夜幕如墨,悄然覆盖了疮痍的大地,也暂时掩去了白日的血腥与喧嚣。然而,距离风云台不远、原本只是作为天骄榜期间临时补给点的几座城镇,今夜却灯火通明,人声鼎沸,宛如不夜之城。所有客栈、酒楼全部爆满,甚至连街道两旁都挤满了兴奋谈论的修士。灵茶、灵酒消耗的速度是平日的十倍不止。
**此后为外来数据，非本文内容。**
/// Copy by linking the source's physical address; no bytes move for either
/// LFS or regular content.
async fn process_copy_file(
    state: &AppState,
    repo: &Repository,
    lakefs_repo: &str,
    revision: &str,
    value: &Value,
) -> ApiResult<bool> {
    let dest_path = str_field(value, "path")?;
    let src_path = str_field(value, "srcPath")?;
    let src_revision = value
        .get("srcRevision")
        .and_then(Value::as_str)
        .unwrap_or(revision);

    info!("Copying {src_path} -> {dest_path} (from {src_revision})");

    let src = state
        .lakefs
        .stat_object(lakefs_repo, src_revision, src_path)
        .await
        .map_err(|e| ApiError::upstream(format!("Failed to stat {src_path}: {e}")))?;

    let staging = StagingMetadata {
        staging: StagingLocation {
            physical_address: src.physical_address.clone(),
        },
        checksum: src.checksum.clone(),
        size_bytes: src.size_bytes,
    };
    state
        .lakefs
        .link_physical_address(lakefs_repo, revision, dest_path, &staging)
        .await
        .map_err(|e| {
            ApiError::upstream(format!("Failed to copy {src_path} to {dest_path}: {e}"))
        })?;

    let (size, sha256, lfs) = match state.store.get_file(repo.id, src_path)? {
        Some(src_file) => (src_file.size, src_file.sha256, src_file.lfs),
        None => (
            src.size_bytes,
            src.checksum_hex().to_string(),
            should_use_lfs(repo, &state.config.app, dest_path, src.size_bytes),
        ),
    };
    state.store.upsert_file(&FileUpsert {
        repository: repo.id,
        path_in_repo: dest_path,
        size,
        sha256: &sha256,
        lfs,
        owner: repo.owner,
    })?;

    Ok(true)
}

async fn wait_for_commit_visibility(state: &AppState, lakefs_repo: &str, commit_id: &str) {
    for attempt in 0..COMMIT_VISIBILITY_ATTEMPTS {
        match state.lakefs.get_commit(lakefs_repo, commit_id).await {
            Ok(_) => {
                debug!(
                    "Commit {} visible after {} attempt(s)",
                    &commit_id[..8],
                    attempt + 1
                );
                return;
            }
            Err(_) => {
                tokio::time::sleep(std::time::Duration::from_millis(
                    COMMIT_VISIBILITY_INTERVAL_MS,
                ))
                .await;
            }
        }
    }
    warn!(
        "Commit {} not visible after {} attempts, continuing",
        &commit_id[..8],
        COMMIT_VISIBILITY_ATTEMPTS
    );
}

fn commit_url(state: &AppState, repo: &Repository, commit_id: &str) -> String {
    format!(
        "{}/{}/commit/{commit_id}",
        state.config.app.base_url, repo.full_id
    )
}

pub async fn create_commit(
    State(state): State<Arc<AppState>>,
    Path((repo_type, namespace, name, revision)): Path<(String, String, String, String)>,
    headers: HeaderMap,
    body: String,
) -> ApiResult<Json<Value>> {
    let (parsed_type, repo) = state.resolve_repo(&repo_type, &namespace, &name)?;
    let user = get_current_user(state.store.as_ref(), &headers)?;
    check_repo_write_permission(state.store.as_ref(), &repo, &user)?;

    let lakefs_repo = state.lakefs_name(&repo);
    let (header, operations) = parse_ndjson(&body)?;

    let mut files_changed = false;
    let mut pending_lfs_tracking: Vec<LfsTracking> = Vec::new();

    for op in &operations {
        debug!("Processing {}: {:?}", op.key, op.value.get("path"));
        match op.key.as_str() {
            "file" => {
                files_changed |=
                    process_regular_file(&state, &repo, &lakefs_repo, &revision, &op.value).await?;
            }
            "lfsFile" => {
                let (changed, tracking) =
                    process_lfs_file(&state, &repo, &lakefs_repo, &revision, &op.value).await?;
                files_changed |= changed;
                if let Some(tracking) = tracking {
                    pending_lfs_tracking.push(tracking);
                }
            }
            "deletedFile" => {
                files_changed |=
                    process_deleted_file(&state, &repo, &lakefs_repo, &revision, &op.value).await?;
            }
            "deletedFolder" => {
                files_changed |=
                    process_deleted_folder(&state, &repo, &lakefs_repo, &revision, &op.value)
                        .await?;
            }
            "copyFile" => {
                files_changed |=
                    process_copy_file(&state, &repo, &lakefs_repo, &revision, &op.value).await?;
            }
            _ => unreachable!("filtered during parse"),
        }
    }

    if !files_changed {
        let commit_id = state
            .lakefs
            .get_branch(&lakefs_repo, &revision)
            .await
            .map(|b| b.commit_id)
            .unwrap_or_else(|_| "no-changes".to_string());
        return Ok(Json(json!({
            "commitUrl": commit_url(&state, &repo, &commit_id),
            "commitOid": commit_id,
            "pullRequestUrl": null,
        })));
    }

    let metadata = if header.description.is_empty() {
        None
    } else {
        let mut m = std::collections::HashMap::new();
        m.insert("description".to_string(), header.description.clone());
        Some(m)
    };
    let commit = state
        .lakefs
        .commit(&lakefs_repo, &revision, &header.summary, metadata.as_ref())
        .await
        .map_err(|e| ApiError::upstream(format!("Commit failed: {e}")))?;

    // The store may take a while to surface large commits.
    wait_for_commit_visibility(&state, &lakefs_repo, &commit.id).await;

    let record = state.store.create_commit_record(&NewCommit {
        commit_id: &commit.id,
        repository: repo.id,
        repo_type: parsed_type,
        branch: &revision,
        author: user.id,
        username: &user.username,
        message: &header.summary,
        description: &header.description,
    });
    if let Err(e) = record {
        warn!("Failed to record commit in database: {e}");
    }

    finalize_lfs_tracking(&state, &repo, &commit.id, &pending_lfs_tracking).await;
    refresh_storage_accounting(state.store.as_ref(), &repo);

    info!(
        "Commit {} on {}/{revision} by {}",
        &commit.id[..8],
        repo.full_id,
        user.username
    );
    Ok(Json(json!({
        "commitUrl": commit_url(&state, &repo, &commit.id),
        "commitOid": commit.id,
        "pullRequestUrl": null,
    })))
}

async fn finalize_lfs_tracking(
    state: &AppState,
    repo: &Repository,
    commit_id: &str,
    pending: &[LfsTracking],
) {
    let gc = state.gc();
    for tracking in pending {
        if let Err(e) = track_lfs_object(
            state.store.as_ref(),
            repo,
            &tracking.path,
            &tracking.sha256,
            tracking.size,
            commit_id,
        ) {
            warn!("Failed to track LFS history for {}: {e}", tracking.path);
        }

        if tracking.old_sha256.is_some() {
            match run_gc_for_file(&gc, repo, &tracking.path).await {
                Ok(deleted) if deleted > 0 => {
                    info!("GC cleaned {deleted} old version(s) of {}", tracking.path);
                }
                Ok(_) => {}
                Err(e) => warn!("GC failed for {}: {e}", tracking.path),
            }
        }
    }
}

#[cfg(test)]
mod tests {
    use super::*;

    #[test]
    fn git_blob_sha1_matches_git() {
        // Well-known git hashes.
        assert_eq!(git_blob_sha1(b""), "e69de29bb2d1d6434b8b29ae775ad8c2e48c5391");
        assert_eq!(
            git_blob_sha1(b"hello\n"),
            "ce013625030ba8dba906f756967f9e9ca394464a"
        );
    }

    #[test]
    fn ndjson_requires_header() {
        let body = r#"{"key":"file","value":{"path":"a"}}"#;
        assert!(parse_ndjson(body).is_err());
    }

    #[test]
    fn ndjson_parses_header_and_ops() {
        let body = concat!(
            r#"{"key":"header","value":{"summary":"init","description":"d"}}"#,
            "\n\n",
            r#"{"key":"file","value":{"path":"a.txt","content":"aGVsbG8=","encoding":"base64"}}"#,
            "\n",
            r#"{"key":"deletedFile","value":{"path":"b.txt"}}"#,
            "\n",
            r#"{"key":"somethingNew","value":{}}"#,
        );
        let (header, ops) = parse_ndjson(body).unwrap();
        assert_eq!(header.summary, "init");
        assert_eq!(header.description, "d");
        // Unknown keys are dropped.
        assert_eq!(ops.len(), 2);
        assert_eq!(ops[0].key, "file");
        assert_eq!(ops[1].key, "deletedFile");
    }

    #[test]
    fn ndjson_rejects_garbage() {
        assert!(parse_ndjson("not json").is_err());
    }
}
“了不得!当真了不得!老夫修道三百载,从未见过如此惊世之战!那张良辰,以金丹后期硬撼元婴中期的苏仙子,竟能战至那般地步!最后那八门齐开,身化金光的模样,简直如同战神临世!”
“苏仙子也毫不逊色!那变数之道,当真鬼神莫测!你以为她要攻左,她偏攻右;你以为她要守,她偏以攻代守!最后一式‘万化归虚’,连虚空都仿佛要被她演化崩溃!两人那宿命对决,堪称千年来炼气期与元婴期差距最小,却也最精彩的一战!”
“最震撼的还是后面!那什么‘局’的巡天使者!天道锁链一出,我感觉神魂都要被冻结了!云逸真人和洛宫主联手都拦不住!元婴巅峰啊,在那锁链面前竟似孩童般无力!那张青山……嘶,一道留存三千年的剑意,轻描淡写一剑,就……就斩了!斩道之剑!你们听到没?那巡天使者临死前喊的!”
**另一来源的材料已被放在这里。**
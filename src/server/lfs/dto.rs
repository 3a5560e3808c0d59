use std::collections::HashMap;

use serde::{Deserialize, Serialize};

#[derive(Debug, Deserialize)]
pub struct BatchRequest {
    pub operation: String,
    #[serde(default)]
    #[allow(dead_code)]
    pub transfers: Option<Vec<String>>,
    pub objects: Vec<ObjectSpec>,
    #[serde(default)]
    #[allow(dead_code)]
    pub hash_algo: Option<String>,
    /// Browsers always send Content-Type; it must then be part of the
    /// presigned signature.
    #[serde(default)]
    pub is_browser: bool,
}

#[derive(Debug, Deserialize)]
pub struct ObjectSpec {
    pub oid: String,
    pub size: i64,
}

/// Null fields must be omitted on the wire; git-lfs clients reject them.
#[derive(Debug, Serialize)]
pub struct BatchResponse {
    pub transfer: &'static str,
    pub objects: Vec<ObjectResponse>,
    pub hash_algo: &'static str,
}

#[derive(Debug, Serialize)]
pub struct ObjectResponse {
    pub oid: String,
    pub size: i64,
    #[serde(skip_serializing_if = "Option::is_none")]
    pub authenticated: Option<bool>,
    #[serde(skip_serializing_if = "Option::is_none")]
    pub actions: Option<HashMap<String, Action>>,
    #[serde(skip_serializing_if = "Option::is_none")]
    pub error: Option<ObjectError>,
}

impl ObjectResponse {
    #[must_use]
    pub fn exists(oid: String, size: i64) -> Self {
        Self {
            oid,
            size,
            authenticated: Some(true),
            actions: None,
            error: None,
        }
    }

    #[must_use]
    pub fn with_actions(oid: String, size: i64, actions: HashMap<String, Action>) -> Self {
        Self {
            oid,
            size,
            authenticated: Some(true),
            actions: Some(actions),
            error: None,
        }
    }

    #[must_use]
    pub fn with_error(oid: String, size: i64, code: i32, message: impl Into<String>) -> Self {
        Self {
            oid,
            size,
            authenticated: None,
            actions: None,
            error: Some(ObjectError {
                code,
                message: message.into(),
            }),
        }
    }
}

#[derive(Debug, Serialize)]
pub struct Action {
    pub href: String,
    #[serde(skip_serializing_if = "Option::is_none")]
    pub header: Option<HashMap<String, String>>,
    #[serde(skip_serializing_if = "Option::is_none")]
    pub expires_at: Option<String>,
}

/// `{code, message}` with an HTTP status as the integer code.
#[derive(Debug, Serialize)]
pub struct ObjectError {
    pub code: i32,
    pub message: String,
}

#[cfg(test)]
mod tests {
    use super::*;

    #[test]
    fn null_fields_are_omitted() {
        let response = BatchResponse {
            transfer: "basic",
            objects: vec![ObjectResponse::exists("a".repeat(64), 5)],
            hash_algo: "sha256",
        };
        let json = serde_json::to_string(&response).unwrap();
        assert!(!json.contains("actions"));
        assert!(!json.contains("error"));
        assert!(json.contains("\"transfer\":\"basic\""));
        assert!(json.contains("\"hash_algo\":\"sha256\""));
    }

    #[test]
    fn error_objects_carry_code_and_message() {
        let object = ObjectResponse::with_error("a".repeat(64), 5, 404, "Object not found");
        let json = serde_json::to_value(&object).unwrap();
        assert_eq!(json["error"]["code"], 404);
        assert_eq!(json["error"]["message"], "Object not found");
        assert!(json.get("actions").is_none());
    }
}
“听到了!‘斩道之剑’!我的天,那张青山前辈当年究竟是何等境界?他的本体又该有多强?竟被那‘局主’困了三千年……那‘局主’,谋划合道,吞噬九天十地……这,这简直是万古未有之浩劫啊!”
“值符,值使……听起来就是不得了的上古传承。张良辰和苏晴雪得了这传承,又结了盟,未来恐怕……不过,木秀于林啊,今日之后,他们既是年轻一代的巅峰,也成了最显眼的靶子。那‘局’吃了这么大亏,死了个巡天使者,岂能善罢甘休?”
“谁说不是呢!还有青云宗和冰雪神宫,恐怕也要被推到风口浪尖了。不过,有张青山前辈那一剑的余威在,短期内,恐怕也没人敢轻易动他们吧?话说回来,并列榜首啊!玄门天骄榜头一遭!这奖励……”
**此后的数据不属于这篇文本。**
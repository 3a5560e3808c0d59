use std::sync::Arc;

use axum::extract::{DefaultBodyLimit, Request, State};
use axum::http::Method;
use axum::response::{IntoResponse, Response};
use axum::routing::{delete, get, post};
use axum::Router;
use tower_http::trace::TraceLayer;

use super::response::ApiError;
use super::{branches, commit, file, git, lfs, repo};
use crate::config::Config;
use crate::gc::GcContext;
use crate::lakefs::LakefsClient;
use crate::rules::lakefs_repo_name;
use crate::storage::BlobStore;
use crate::store::Store;
use crate::types::{RepoType, Repository};

/// Inline commit payloads carry base64 file content; allow large bodies.
const MAX_BODY_BYTES: usize = 512 * 1024 * 1024;

pub struct AppState {
    pub store: Arc<dyn Store>,
    pub blobs: Arc<BlobStore>,
    pub lakefs: Arc<LakefsClient>,
    pub config: Arc<Config>,
}

impl AppState {
    #[must_use]
    pub fn new(
        store: Arc<dyn Store>,
        blobs: Arc<BlobStore>,
        lakefs: Arc<LakefsClient>,
        config: Arc<Config>,
    ) -> Self {
        Self {
            store,
            blobs,
            lakefs,
            config,
        }
    }

    #[must_use]
    pub fn gc(&self) -> GcContext<'_> {
        GcContext {
            store: self.store.as_ref(),
            blobs: &self.blobs,
            lakefs: &self.lakefs,
            app: &self.config.app,
        }
    }

    /// Versioned-store repository name for a repo row.
    #[must_use]
    pub fn lakefs_name(&self, repo: &Repository) -> String {
        lakefs_repo_name(&self.config.lakefs.repo_namespace, repo)
    }

    /// Resolve plural path segments ("models", ns, name[.git]) to a repo row.
    pub fn resolve_repo(
        &self,
        repo_type_plural: &str,
        namespace: &str,
        name: &str,
    ) -> Result<(RepoType, Repository), ApiError> {
        let repo_type = RepoType::from_plural(repo_type_plural)
            .ok_or_else(|| ApiError::bad_request(format!("Unknown repo type: {repo_type_plural}")))?;
        let name = name.strip_suffix(".git").unwrap_or(name);
        let repo = self
            .store
            .get_repository(repo_type, namespace, name)
            .map_err(ApiError::from)?
            .ok_or_else(|| {
                ApiError::repo_not_found(&format!("{namespace}/{name}"), repo_type.as_str())
            })?;
        Ok((repo_type, repo))
    }
}

async fn health() -> &'static str {
    "OK"
}

/// Paths carrying a `.git` suffix in their second segment cannot share the
/// typed route tree; dispatch them by hand.
async fn git_dispatch(State(state): State<Arc<AppState>>, req: Request) -> Response {
    let path = req.uri().path().trim_matches('/').to_string();
    let segments: Vec<String> = path.split('/').map(str::to_string).collect();
    let segments: Vec<&str> = segments.iter().map(String::as_str).collect();
    let method = req.method().clone();

    match segments.as_slice() {
        [ns, repo, "info", "refs"] if method == Method::GET && repo.ends_with(".git") => {
            git::info_refs(state, ns, repo, req).await
        }
        [ns, repo, "git-upload-pack"] if method == Method::POST && repo.ends_with(".git") => {
            git::upload_pack(state, ns, repo, req).await
        }
        [ns, repo, "info", "lfs", "objects", "batch"]
            if method == Method::POST && repo.ends_with(".git") =>
        {
            lfs::batch_for(state, "models", ns, repo, req).await
        }
        ["api", ns, repo, "info", "lfs", "complete"]
            if method == Method::POST && repo.ends_with(".git") =>
        {
            lfs::complete_multipart(state, ns, repo, None, req).await
        }
        ["api", ns, repo, "info", "lfs", "complete", upload_id]
            if method == Method::POST && repo.ends_with(".git") =>
        {
            let upload_id = (*upload_id).to_string();
            lfs::complete_multipart(state, ns, repo, Some(upload_id), req).await
        }
        ["api", ns, repo, "info", "lfs", "verify"]
            if method == Method::POST && repo.ends_with(".git") =>
        {
            lfs::verify(state, ns, repo, req).await
        }
        _ => ApiError::not_found("Not found").into_response(),
    }
}

pub fn create_router(state: Arc<AppState>) -> Router {
    Router::new()
        .route("/health", get(health))
        .route("/api/whoami-v2", get(repo::whoami_v2))
        .route("/api/repos/create", post(repo::create_repo))
        .route("/api/repos/delete", delete(repo::delete_repo))
        .route("/api/repos/move", post(repo::move_repo))
        .route("/api/repos/squash", post(repo::squash_repo))
        .route("/api/{repo_type}", get(repo::list_repos))
        .route("/api/{repo_type}/{namespace}/{name}", get(repo::repo_info))
        .route(
            "/api/{repo_type}/{namespace}/{name}/revision/{revision}",
            get(repo::revision_info),
        )
        .route(
            "/api/{repo_type}/{namespace}/{name}/tree/{revision}",
            get(file::tree_root),
        )
        .route(
            "/api/{repo_type}/{namespace}/{name}/tree/{revision}/{*path}",
            get(file::tree_path),
        )
        .route(
            "/api/{repo_type}/{namespace}/{name}/preupload/{revision}",
            post(file::preupload),
        )
        .route(
            "/api/{repo_type}/{namespace}/{name}/commit/{revision}",
            post(commit::operations::create_commit).get(commit::history::commit_detail),
        )
        .route(
            "/api/{repo_type}/{namespace}/{name}/commit/{revision}/diff",
            get(commit::history::commit_diff),
        )
        .route(
            "/api/{repo_type}/{namespace}/{name}/commits/{revision}",
            get(commit::history::list_commits),
        )
        .route(
            "/api/{repo_type}/{namespace}/{name}/branch",
            post(branches::create_branch),
        )
        .route(
            "/api/{repo_type}/{namespace}/{name}/branch/{branch}",
            delete(branches::delete_branch),
        )
        .route(
            "/api/{repo_type}/{namespace}/{name}/branch/{branch}/revert",
            post(branches::revert_branch),
        )
        .route(
            "/api/{repo_type}/{namespace}/{name}/branch/{branch}/reset",
            post(branches::reset_branch),
        )
        .route(
            "/api/{repo_type}/{namespace}/{name}/tag",
            post(branches::create_tag),
        )
        .route(
            "/api/{repo_type}/{namespace}/{name}/tag/{tag}",
            delete(branches::delete_tag),
        )
        .route(
            "/api/{repo_type}/{namespace}/{name}/merge/{source_ref}/into/{destination_branch}",
            post(branches::merge_branches),
        )
        .route(
            "/{repo_type}/{namespace}/{name}/resolve/{revision}/{*path}",
            get(file::resolve),
        )
        .route(
            "/{repo_type}/{namespace}/{name}/info/lfs/objects/batch",
            post(lfs::batch),
        )
        .fallback(git_dispatch)
        .layer(DefaultBodyLimit::max(MAX_BODY_BYTES))
        .layer(TraceLayer::new_for_http())
        .with_state(state)
}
“问道古玉!冰魄寒髓池!啧啧,真是羡煞旁人!有此机缘,恐怕要不了多久,这二人的实力又会迎来一次飞跃!”
议论声、惊叹声、猜测声、担忧声,交织在城镇的每一个角落。张良辰、苏晴雪、张青山、值符值使、局、巡天使者、斩道之剑、合道阴谋……这些词汇被反复提及、咀嚼、演绎,可以预见,用不了多久,就会以各种版本传遍整个洞真天,引发前所未有的震动。
二、小院中的慰藉
与城镇中的喧嚣相比,位于城镇边缘、靠近一片静谧竹林的一座独立小院,则显得安静许多。小院是柳如烟心思细腻,早在天骄榜决赛前就暗中租下的,本意是让张良辰在比试间隙有个清静处所调息,没曾想现在成了众人战后相聚、避开纷扰的落脚点。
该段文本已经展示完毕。